Голос эхом прокатился по коридору и затих где-то далеко за мерцающей лампой в полной темноте. И в ответ ему послышался другой голос, льющийся откуда-то извне, не отсюда, не из пугающих тьмой комнат с раззявленными ртами дверных проемов, скрывающих, должно быть, ужасающие тайны. И не снаружи, не из-за стен, где в суровой молчаливой беспомощности застыла в небе тусклая луна. Этот детский лепечущий голосок доносился отовсюду и будто ниоткуда. Какая-то девочка пела песенку о бегущих в облаках лошадках. Они скользили как по снегу, и эта девочка бежала рядом с ними. Она пела о ветерке, который играл с ее косичками, ласковом, как младший братик. А еще девочка радовалась солнцу, что рисовало на ее коже светлые круги своими жаркими лучами. Закончила свою песенку она словами о том, что лучик тот был ей тоже друг.
— Тоже друг, — тихо повторил Он за ней, пребывая в оцепенении.
Мягкий и сбивчивый девичий голосок оборвался на этих словах, сжался до размеров крохотной точки, поставленной чернилами на темной оберточной бумаге больничного пространства, и тут же пропал. И вновь тишина, если не обращать внимание на нервирующий треск лампы, что было в этот момент проще простого. Потому как Он из живого, колышущегося дерева превратился в бесшумное, застывшее изваяние. В каменную горгулью в белом халате. Но не для того, чтобы слиться с темнотой, исчезнуть, а из-за леденящего душу страха. Если бы Он мог, то скорее всего уже замертво упал навзничь, ударившись затылком или лбом о металлическую спинку ржавой кровати и даже не успел бы почувствовать боль от удара. Но он УЖЕ был мертв. Ощущение сна ему было знакомо, но это не было грезами. Умерев там, он теперь был жив здесь. Довольно-таки странные рассуждения, но так или иначе все самое злое и пугающее влезло ему под ребра и теперь зудело крутящимся зубчатым сверлом под его сердцем. Кстати, о сердце. Оно бьется?
Он медленно поднес руку к груди, все еще не отрывая прикованного взгляда от велосипеда. Кажется, Он ощутил какое-то движение под кожей. Или все-таки еще жив? Немного, но жив? Новая мысль закралась в голову подобно крысе, шуршащей в темном углу старого сырого подвала. И если не умер, тогда… Есть шанс вырваться наружу!

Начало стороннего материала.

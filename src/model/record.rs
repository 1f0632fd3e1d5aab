use super::encoding::{Frequency, Gender, ResidenceArea};
use super::factor::Factor;
use super::scoring::{dislike_score, parse_item, ScorePolicy};
use crate::survey::{RawTable, SurveyColumns, ITEM_COUNT};
use std::collections::BTreeMap;

/// One respondent after column renaming and scoring
#[derive(Debug, Clone, PartialEq)]
pub struct CleanedRecord {
    pub gender: Option<String>,
    pub residence_area: Option<String>,
    pub nature_contact: Option<String>,
    pub reading_habit: Option<String>,
    pub insect_book_reading: Option<String>,
    pub items: [Option<f64>; ITEM_COUNT],
    pub dislike_score: Option<f64>,
}

/// One respondent with every categorical answer mapped onto its scale
#[derive(Debug, Clone, Copy, PartialEq, Default)]
pub struct EncodedRecord {
    pub dislike_score: Option<f64>,
    pub nature_contact: Option<Frequency>,
    pub reading_habit: Option<Frequency>,
    pub insect_book_reading: Option<Frequency>,
    pub gender: Option<Gender>,
    pub residence_area: Option<ResidenceArea>,
}

impl EncodedRecord {
    /// Numeric code of a factor (the `*_Num` value)
    pub fn factor_value(&self, factor: Factor) -> Option<f64> {
        match factor {
            Factor::NatureContact => self.nature_contact.map(|f| f.code()),
            Factor::ReadingHabit => self.reading_habit.map(|f| f.code()),
            Factor::InsectBookReading => self.insect_book_reading.map(|f| f.code()),
            Factor::Gender => self.gender.map(|g| g.code()),
            Factor::ResidenceArea => self.residence_area.map(|a| a.code()),
        }
    }
}

/// Answers that were present but matched no known label, by factor
#[derive(Debug, Clone, Default, PartialEq)]
pub struct EncodingReport {
    /// factor -> (label -> occurrences)
    pub unrecognized: BTreeMap<&'static str, BTreeMap<String, usize>>,
}

impl EncodingReport {
    pub fn total(&self) -> usize {
        self.unrecognized
            .values()
            .flat_map(|labels| labels.values())
            .sum()
    }

    fn record(&mut self, factor: Factor, label: &str) {
        *self
            .unrecognized
            .entry(factor.column())
            .or_default()
            .entry(label.to_string())
            .or_insert(0) += 1;
    }
}

fn non_empty(cell: Option<&str>) -> Option<String> {
    cell.filter(|c| !c.trim().is_empty()).map(|c| c.to_string())
}

/// Build cleaned, scored records from the raw table
pub fn clean_records(
    table: &RawTable,
    columns: &SurveyColumns,
    policy: ScorePolicy,
) -> Vec<CleanedRecord> {
    table
        .rows
        .iter()
        .map(|row| {
            let mut items = [None; ITEM_COUNT];
            for (slot, &col) in items.iter_mut().zip(columns.items.iter()) {
                *slot = row.get(col).and_then(parse_item);
            }

            CleanedRecord {
                gender: non_empty(row.get(columns.gender)),
                residence_area: non_empty(row.get(columns.residence_area)),
                nature_contact: non_empty(row.get(columns.nature_contact)),
                reading_habit: non_empty(row.get(columns.reading_habit)),
                insect_book_reading: non_empty(row.get(columns.insect_book_reading)),
                dislike_score: dislike_score(&items, policy),
                items,
            }
        })
        .collect()
}

fn encode_field<T>(
    report: &mut EncodingReport,
    factor: Factor,
    label: Option<&str>,
    parse: fn(&str) -> Option<T>,
) -> Option<T> {
    let label = label?;
    let value = parse(label);
    if value.is_none() {
        report.record(factor, label.trim());
    }
    value
}

/// Map categorical answers onto their numeric scales.
///
/// Labels outside a vocabulary become missing; they are counted in the
/// returned report rather than rejected.
pub fn encode_records(records: &[CleanedRecord]) -> (Vec<EncodedRecord>, EncodingReport) {
    let mut report = EncodingReport::default();
    let mut encoded = Vec::with_capacity(records.len());

    for r in records {
        encoded.push(EncodedRecord {
            dislike_score: r.dislike_score,
            nature_contact: encode_field(
                &mut report,
                Factor::NatureContact,
                r.nature_contact.as_deref(),
                Frequency::from_label,
            ),
            reading_habit: encode_field(
                &mut report,
                Factor::ReadingHabit,
                r.reading_habit.as_deref(),
                Frequency::from_label,
            ),
            insect_book_reading: encode_field(
                &mut report,
                Factor::InsectBookReading,
                r.insect_book_reading.as_deref(),
                Frequency::from_label,
            ),
            gender: encode_field(&mut report, Factor::Gender, r.gender.as_deref(), Gender::from_label),
            residence_area: encode_field(
                &mut report,
                Factor::ResidenceArea,
                r.residence_area.as_deref(),
                ResidenceArea::from_label,
            ),
        });
    }

    (encoded, report)
}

Нужно только найти способ… И тут же мелькнувший в нем пыл, что не успел набрать жара, заледенел и превратился в холодный комок снега. Спрятался глубоко в желудке. Выбраться наружу означало — пройти по коридору до конца. Во тьму. Может это и есть тот самый тоннель, о котором утверждают верующие во Спасение набожные люди? И если это дорога к Богу, почему она такая темная и… смердящая разложением всего вокруг? Облупившаяся краска на стенах и окнах, издыхающая луна, поеденные коррозией кровати и слабая лампочка, играющая светом на пределе своих возможностей? Нет. Это дорожка обратная Богу.

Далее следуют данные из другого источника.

//! One complete analysis run: load, score, encode, correlate, regress, plot.
//!
//! Progress goes to stdout as the run advances; diagnostics go through
//! `log`.

use crate::analysis::{
    complete_cases, correlate_factors, correlation_matrix, fit_standardized, report,
    scored_sample_size, write_correlation_report, CorrelationStrength, FactorCorrelation,
    RegressionSummary,
};
use crate::config::AnalysisConfig;
use crate::error::{Result, SurveyError};
use crate::model::{clean_records, encode_records, EncodedRecord, EncodingReport};
use crate::plot::font::SERIF_FACE;
use crate::plot::{self, resolve_font, FontStrategy};
use crate::survey::{read_survey_file, RawTable, SurveyColumns};
use std::fs;
use std::path::PathBuf;

/// What a completed run produced
#[derive(Debug, Clone)]
pub struct RunSummary {
    pub respondents: usize,
    /// Respondents with a dislike score
    pub scored: usize,
    pub correlations: Vec<FactorCorrelation>,
    pub regression: RegressionSummary,
    pub encoding: EncodingReport,
    /// Files written, in order
    pub outputs: Vec<PathBuf>,
}

#[derive(Debug)]
pub enum RunOutcome {
    /// The input file does not exist; nothing was written
    InputMissing(PathBuf),
    /// The input exists but could not be read as a survey CSV
    ReadFailed(SurveyError),
    Completed(RunSummary),
}

/// Read the survey table named by the configuration
pub fn load_survey(config: &AnalysisConfig) -> Result<RawTable> {
    read_survey_file(&config.input)
}

/// Score and encode every respondent, warning about unknown answers
pub fn prepare_records(
    table: &RawTable,
    config: &AnalysisConfig,
) -> Result<(Vec<EncodedRecord>, EncodingReport)> {
    let columns = SurveyColumns::resolve(&table.headers)?;
    log::debug!("Resolved columns: {:?}", columns);

    let cleaned = clean_records(table, &columns, config.score_policy);
    let (encoded, encoding) = encode_records(&cleaned);

    for (column, labels) in &encoding.unrecognized {
        for (label, count) in labels {
            log::warn!(
                "{}: unrecognized answer '{}' ({} rows) treated as missing",
                column,
                label,
                count
            );
            println!("⚠️ 未知の回答を欠損として扱いました: {} = {} ({}件)", column, label, count);
        }
    }

    Ok((encoded, encoding))
}

fn print_correlations(results: &[FactorCorrelation]) {
    println!("\n📊 --- 各環境要因と虫嫌いスコアの相関分析 ---");
    for result in results {
        let strength = CorrelationStrength::from_r(result.correlation.r)
            .map(|s| s.japanese())
            .unwrap_or("算出不可");
        println!("{}  [{}]", report::format_result_line(result).trim(), strength);
    }
    println!("\n有意水準: *** p<0.001, ** p<0.01, * p<0.05, n.s. 有意でない");
    println!("負の相関 → その要因が強いほど虫嫌いが減る");
    println!("正の相関 → その要因が強いほど虫嫌いが増える");
}

fn regress(records: &[EncodedRecord]) -> RegressionSummary {
    println!("\n📊 --- 重回帰分析結果（標準化係数） ---");
    let summary = match fit_standardized(records) {
        Ok(summary) => summary,
        Err(e) => {
            log::warn!("Regression skipped: {}", e);
            println!("⚠️ 重回帰分析を実行できませんでした: {}", e);
            let complete = complete_cases(records).0.len();
            return RegressionSummary::undefined(complete);
        }
    };

    for (factor, coefficient) in &summary.coefficients {
        println!("{:<25} {:>10.6}", factor.column(), coefficient);
    }
    println!("N={}, R²={:.3}", summary.n, summary.r_squared);
    println!("-> 値がマイナスであるほど、その要因が強いと「虫嫌いが減る」ことを意味します。");
    summary
}

fn render_plots(
    config: &AnalysisConfig,
    records: &[EncodedRecord],
    regression: &RegressionSummary,
    outputs: &mut Vec<PathBuf>,
) -> Result<()> {
    let font = resolve_font(config.font_strategy);
    println!("ℹ️ フォント設定: {}", font.family);
    if font.fallback {
        match config.font_strategy {
            FontStrategy::Serif => {
                println!("ℹ️ {} が見つからないため {} で描画します", SERIF_FACE, font.family)
            }
            FontStrategy::Cjk => println!("ℹ️ 日本語フォントが見つからないため英語ラベルで描画します"),
        }
    }

    for spec in &plot::BOXPLOTS {
        let path = plot::render_boxplot(&config.output_dir, spec, records, &font)?;
        println!("✅ 図{} 保存完了: {}", spec.figure, spec.file_name);
        outputs.push(path);
    }

    let matrix = correlation_matrix(records);
    let path = plot::render_heatmap(&config.output_dir, &matrix, &font)?;
    println!("✅ 図2 保存完了: {}", plot::HEATMAP_FILE);
    outputs.push(path);

    let path = plot::render_coefficients(&config.output_dir, regression, &font)?;
    println!("✅ 図3 保存完了: {}", plot::COEFFICIENTS_FILE);
    outputs.push(path);

    Ok(())
}

/// Run the whole analysis. Nothing is written when the input is missing
/// or unreadable.
pub fn run(config: &AnalysisConfig) -> Result<RunOutcome> {
    if !config.input.exists() {
        return Ok(RunOutcome::InputMissing(config.input.clone()));
    }

    println!("🚀 分析を開始します: {}", config.input.display());
    let table = match load_survey(config) {
        Ok(table) => table,
        Err(e) => return Ok(RunOutcome::ReadFailed(e)),
    };
    log::info!("Loaded {} respondents from {}", table.len(), config.input.display());
    if table.is_empty() {
        log::warn!("{} has a header row but no responses", config.input.display());
    }

    let (records, encoding) = prepare_records(&table, config)?;
    let scored = scored_sample_size(&records);

    let correlations = correlate_factors(&records);
    print_correlations(&correlations);

    fs::create_dir_all(&config.output_dir)?;
    let mut outputs = Vec::new();
    outputs.push(write_correlation_report(&config.output_dir, scored, &correlations)?);
    println!("✅ 相関分析結果を保存: {}", report::REPORT_FILE_NAME);

    let regression = regress(&records);

    if config.render_plots {
        render_plots(config, &records, &regression, &mut outputs)?;
    } else {
        println!("ℹ️ グラフの描画をスキップしました");
    }

    println!("\n✨ 全ての処理が完了しました。");

    Ok(RunOutcome::Completed(RunSummary {
        respondents: table.len(),
        scored,
        correlations,
        regression,
        encoding,
        outputs,
    }))
}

Он машинально закрыл лицо рукой, и тогда его размышления прервал легкий стук, похожий на звук перекатывающихся по всему столу бильярдных шаров, только очень и очень маленьких. Он взглянул на свою тонкую руку и увидел то, что не заметил и не почувствовал раньше. На его кисти перестукивались малюсенькие квадратные кубики разных оттенков, нанизанные на нить, завязанную на узелок. На кубиках что-то виднелось. Какие-то выгравированные буквы. Он бросил настороженный взгляд в коридор, затем осторожно подошел к окну, чтобы взглянуть на браслетик при лунном свете. Он прочитал надпись: «Дедушке Густаву».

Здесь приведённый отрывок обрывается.